- Bear16 is an exploratory, self-directed project made over hundreds of hours during the summer before my freshman year of college.
- Link to Bear16 OS, a retro operating system made with the bear16 tool-chain here.
- The VM and Assembler are written in C++ 23.
- All programming for the Bear16 system must be done in raw assembly.
- The Bear16 architecture is inspired by RISC-V's simplicity, although it deviates in its syntax, directives, and instruction layout. The assembly language is very flexible with automatic immediate inlining.
- Bear16 is a pure Harvard architecture in which ROM and RAM occupy separate address spaces. This was done as a design choice largely to expand system memory given 16-bit address space constraints without the need for banking or wider-than-16-bit register addressing.

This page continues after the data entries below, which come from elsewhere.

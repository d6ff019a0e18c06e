use std::sync::{Mutex, MutexGuard};

use async_trait::async_trait;
use chatledger_core::{CellRange, CoreError, TabularStore};
use chatledger_domain::{CellValue, Grid};
use tracing::debug;

use crate::{error::StoreError, workbook::Workbook};

/// Volatile workbook for dry runs and tests. Nothing survives the process.
#[derive(Debug, Default)]
pub struct MemoryWorkbookStore {
    workbook: Mutex<Workbook>,
}

impl MemoryWorkbookStore {
    pub fn new() -> Self {
        Self::default()
    }

    /// Store pre-provisioned with empty sheets.
    pub fn with_sheets<I, S>(names: I) -> Self
    where
        I: IntoIterator<Item = S>,
        S: Into<String>,
    {
        Self::from_workbook(Workbook::with_sheets(names))
    }

    pub fn from_workbook(workbook: Workbook) -> Self {
        Self {
            workbook: Mutex::new(workbook),
        }
    }

    /// Copy of the current workbook contents.
    pub fn snapshot(&self) -> Result<Workbook, CoreError> {
        Ok(self.lock()?.clone())
    }

    pub fn add_sheet(&self, name: &str) -> Result<bool, CoreError> {
        Ok(self.lock()?.add_sheet(name))
    }

    fn lock(&self) -> Result<MutexGuard<'_, Workbook>, CoreError> {
        self.workbook
            .lock()
            .map_err(|_| CoreError::from(StoreError::Poisoned))
    }
}

#[async_trait]
impl TabularStore for MemoryWorkbookStore {
    async fn list_sheet_names(&self) -> Result<Vec<String>, CoreError> {
        Ok(self.lock()?.sheet_names())
    }

    async fn read_range(&self, sheet: &str, range: &CellRange) -> Result<Grid, CoreError> {
        self.lock()?.read_range(sheet, range)
    }

    async fn append_row(&self, sheet: &str, row: Vec<CellValue>) -> Result<(), CoreError> {
        let row_number = self.lock()?.append_row(sheet, row)?;
        debug!(sheet, row = row_number, "appended row in memory");
        Ok(())
    }

    async fn update_range(
        &self,
        sheet: &str,
        range: &CellRange,
        values: Grid,
    ) -> Result<(), CoreError> {
        self.lock()?.update_range(sheet, range, values)
    }

    async fn ensure_sheet(&self, sheet: &str, header: Vec<CellValue>) -> Result<bool, CoreError> {
        Ok(self.lock()?.ensure_sheet(sheet, header))
    }
}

- The VM has been optimized heavily and can run well over 100 MHz real-time (tested on M2, r7800x, & Core Ultra 9 285H), although this is, of course, overkill and it has been throttled to ~40 MHz. The VM operates at the RTL and is cycle-accurate.
- Bear16 was primarily an educational endeavor for myself, though the entire toolchain is usable by anyone.
- CLI Usage
- TUI Preview
- Set-up
- Technical Overview
- The Bear16 Design Process and a Toolchain Overview
- Writing Bear16 Assembly Language
usage: b16 [--help | -h]
b16 [--assemble | assemble | -a] <assembly_file> <target_binary_file>
b16 [--run | run | -r] <binary_file> <--dump/no-flag>
b16 [-ar | -ra] <assembly_file> <binary_file> <--dump/no-flag>
b16 [--ui | --tui]
b16 -sd
b16 -cd
b16 -rd
b16 [--version | -v]
b16 [doctor | --doctor]
b16 <no-args>
options:
-a, --assemble, assemble assemble source file(s)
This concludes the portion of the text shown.